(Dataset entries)

== == ==

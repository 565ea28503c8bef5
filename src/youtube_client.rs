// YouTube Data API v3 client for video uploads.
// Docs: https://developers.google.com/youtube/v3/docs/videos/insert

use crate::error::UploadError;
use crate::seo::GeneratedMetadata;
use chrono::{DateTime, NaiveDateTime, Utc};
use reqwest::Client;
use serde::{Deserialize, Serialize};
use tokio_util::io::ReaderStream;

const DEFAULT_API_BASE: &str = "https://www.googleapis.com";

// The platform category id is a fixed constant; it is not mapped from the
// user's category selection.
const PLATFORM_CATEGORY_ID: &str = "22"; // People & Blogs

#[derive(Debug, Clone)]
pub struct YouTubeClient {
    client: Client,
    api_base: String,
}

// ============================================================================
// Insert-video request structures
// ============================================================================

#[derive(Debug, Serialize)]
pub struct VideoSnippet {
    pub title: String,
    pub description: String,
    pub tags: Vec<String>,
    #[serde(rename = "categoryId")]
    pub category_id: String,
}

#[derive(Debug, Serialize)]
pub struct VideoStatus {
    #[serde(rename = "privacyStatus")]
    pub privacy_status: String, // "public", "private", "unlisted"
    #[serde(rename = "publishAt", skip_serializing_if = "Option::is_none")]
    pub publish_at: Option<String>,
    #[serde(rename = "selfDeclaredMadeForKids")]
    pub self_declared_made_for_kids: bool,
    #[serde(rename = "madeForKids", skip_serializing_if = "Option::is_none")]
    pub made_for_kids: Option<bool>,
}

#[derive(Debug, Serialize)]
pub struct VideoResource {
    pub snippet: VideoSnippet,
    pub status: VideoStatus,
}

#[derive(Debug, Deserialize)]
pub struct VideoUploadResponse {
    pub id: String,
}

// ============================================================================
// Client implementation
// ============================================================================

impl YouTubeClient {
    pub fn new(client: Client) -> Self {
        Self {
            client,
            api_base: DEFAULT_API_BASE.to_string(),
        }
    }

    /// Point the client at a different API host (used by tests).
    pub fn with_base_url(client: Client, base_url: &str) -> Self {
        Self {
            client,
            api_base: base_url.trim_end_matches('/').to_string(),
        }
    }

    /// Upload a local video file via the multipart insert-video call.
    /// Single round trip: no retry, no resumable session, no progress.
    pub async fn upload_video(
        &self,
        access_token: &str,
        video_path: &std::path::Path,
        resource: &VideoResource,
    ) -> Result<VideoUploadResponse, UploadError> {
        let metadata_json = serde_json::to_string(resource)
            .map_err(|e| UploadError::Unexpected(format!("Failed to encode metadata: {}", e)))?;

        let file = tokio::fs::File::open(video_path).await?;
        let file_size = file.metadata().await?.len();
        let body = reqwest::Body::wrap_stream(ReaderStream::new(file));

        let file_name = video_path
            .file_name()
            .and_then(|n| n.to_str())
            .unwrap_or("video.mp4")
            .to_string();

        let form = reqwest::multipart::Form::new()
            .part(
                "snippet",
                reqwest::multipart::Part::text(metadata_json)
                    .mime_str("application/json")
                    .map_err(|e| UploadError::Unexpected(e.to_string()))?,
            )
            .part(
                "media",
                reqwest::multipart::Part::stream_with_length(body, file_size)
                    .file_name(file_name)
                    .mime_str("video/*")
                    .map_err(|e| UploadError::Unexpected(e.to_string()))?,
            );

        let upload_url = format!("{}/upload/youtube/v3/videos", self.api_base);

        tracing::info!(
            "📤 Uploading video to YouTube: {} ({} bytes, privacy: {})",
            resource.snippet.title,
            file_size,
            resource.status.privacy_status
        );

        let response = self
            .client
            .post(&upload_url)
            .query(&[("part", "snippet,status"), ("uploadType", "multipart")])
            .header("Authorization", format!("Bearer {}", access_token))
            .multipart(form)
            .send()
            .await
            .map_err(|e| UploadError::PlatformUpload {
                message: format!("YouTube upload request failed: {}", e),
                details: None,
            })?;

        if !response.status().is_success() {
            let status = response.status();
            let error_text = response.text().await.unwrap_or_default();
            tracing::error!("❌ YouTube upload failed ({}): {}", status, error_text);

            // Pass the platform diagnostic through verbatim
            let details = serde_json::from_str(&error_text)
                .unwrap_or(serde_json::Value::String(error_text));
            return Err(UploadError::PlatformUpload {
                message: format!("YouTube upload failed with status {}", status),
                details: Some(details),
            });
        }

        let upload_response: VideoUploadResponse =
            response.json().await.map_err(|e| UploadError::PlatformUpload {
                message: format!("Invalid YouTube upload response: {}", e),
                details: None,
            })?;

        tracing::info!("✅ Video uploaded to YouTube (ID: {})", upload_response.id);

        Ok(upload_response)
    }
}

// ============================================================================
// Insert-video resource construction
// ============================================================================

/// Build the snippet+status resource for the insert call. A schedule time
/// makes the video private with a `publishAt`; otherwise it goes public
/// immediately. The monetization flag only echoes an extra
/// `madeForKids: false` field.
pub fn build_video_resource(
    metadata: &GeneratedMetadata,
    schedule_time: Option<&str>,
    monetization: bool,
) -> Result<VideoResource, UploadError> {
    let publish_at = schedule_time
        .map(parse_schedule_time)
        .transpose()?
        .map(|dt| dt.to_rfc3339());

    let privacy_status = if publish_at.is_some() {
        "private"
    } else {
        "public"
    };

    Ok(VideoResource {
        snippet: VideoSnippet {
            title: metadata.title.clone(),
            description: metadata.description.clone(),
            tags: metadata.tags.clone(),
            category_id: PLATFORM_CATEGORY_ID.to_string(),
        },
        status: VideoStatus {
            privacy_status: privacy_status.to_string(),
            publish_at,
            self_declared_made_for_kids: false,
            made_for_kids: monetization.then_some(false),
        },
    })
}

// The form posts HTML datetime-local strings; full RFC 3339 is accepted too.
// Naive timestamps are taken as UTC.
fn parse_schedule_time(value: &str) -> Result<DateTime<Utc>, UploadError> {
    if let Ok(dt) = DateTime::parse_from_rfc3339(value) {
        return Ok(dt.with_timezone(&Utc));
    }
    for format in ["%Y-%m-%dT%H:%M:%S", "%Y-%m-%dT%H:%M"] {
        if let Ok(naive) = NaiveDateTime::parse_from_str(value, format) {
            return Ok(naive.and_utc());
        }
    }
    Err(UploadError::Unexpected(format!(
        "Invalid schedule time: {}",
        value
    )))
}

== == ==

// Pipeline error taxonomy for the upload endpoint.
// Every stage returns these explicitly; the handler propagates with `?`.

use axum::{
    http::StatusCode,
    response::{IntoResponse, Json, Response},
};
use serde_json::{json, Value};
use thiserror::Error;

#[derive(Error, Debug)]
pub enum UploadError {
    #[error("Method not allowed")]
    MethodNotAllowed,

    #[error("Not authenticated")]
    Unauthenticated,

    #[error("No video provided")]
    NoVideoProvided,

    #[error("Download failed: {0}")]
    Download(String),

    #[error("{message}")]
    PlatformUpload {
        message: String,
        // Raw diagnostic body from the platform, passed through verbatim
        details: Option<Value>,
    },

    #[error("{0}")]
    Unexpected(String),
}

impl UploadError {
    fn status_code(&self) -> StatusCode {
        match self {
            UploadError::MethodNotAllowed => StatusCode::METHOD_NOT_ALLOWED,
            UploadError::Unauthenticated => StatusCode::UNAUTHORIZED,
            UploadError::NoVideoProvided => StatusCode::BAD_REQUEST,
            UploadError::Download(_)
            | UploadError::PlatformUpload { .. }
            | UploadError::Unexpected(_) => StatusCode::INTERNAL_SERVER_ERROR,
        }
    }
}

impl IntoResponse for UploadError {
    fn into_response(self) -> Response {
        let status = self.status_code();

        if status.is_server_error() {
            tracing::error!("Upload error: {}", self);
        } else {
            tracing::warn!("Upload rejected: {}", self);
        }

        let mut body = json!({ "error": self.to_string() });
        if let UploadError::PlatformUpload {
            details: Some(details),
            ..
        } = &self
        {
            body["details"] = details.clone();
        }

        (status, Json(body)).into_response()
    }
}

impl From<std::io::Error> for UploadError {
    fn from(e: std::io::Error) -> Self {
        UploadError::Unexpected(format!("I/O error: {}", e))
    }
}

== == ==

Problem to work on:
The line above containing "repository 565ea28503c8bef5", the line containing "Insert-video request structures", and every line between them are to be transcribed exactly; no other line is wanted.

Result of the task:
repository 565ea28503c8bef5
filename src/youtube_client.rs
// YouTube Data API v3 client for video uploads.
// Docs: https://developers.google.com/youtube/v3/docs/videos/insert

use crate::error::UploadError;
use crate::seo::GeneratedMetadata;
use chrono::{DateTime, NaiveDateTime, Utc};
use reqwest::Client;
use serde::{Deserialize, Serialize};
use tokio_util::io::ReaderStream;

const DEFAULT_API_BASE: &str = "https://www.googleapis.com";

// The platform category id is a fixed constant; it is not mapped from the
// user's category selection.
const PLATFORM_CATEGORY_ID: &str = "22"; // People & Blogs

#[derive(Debug, Clone)]
pub struct YouTubeClient {
    client: Client,
    api_base: String,
}

// ============================================================================
// Insert-video request structures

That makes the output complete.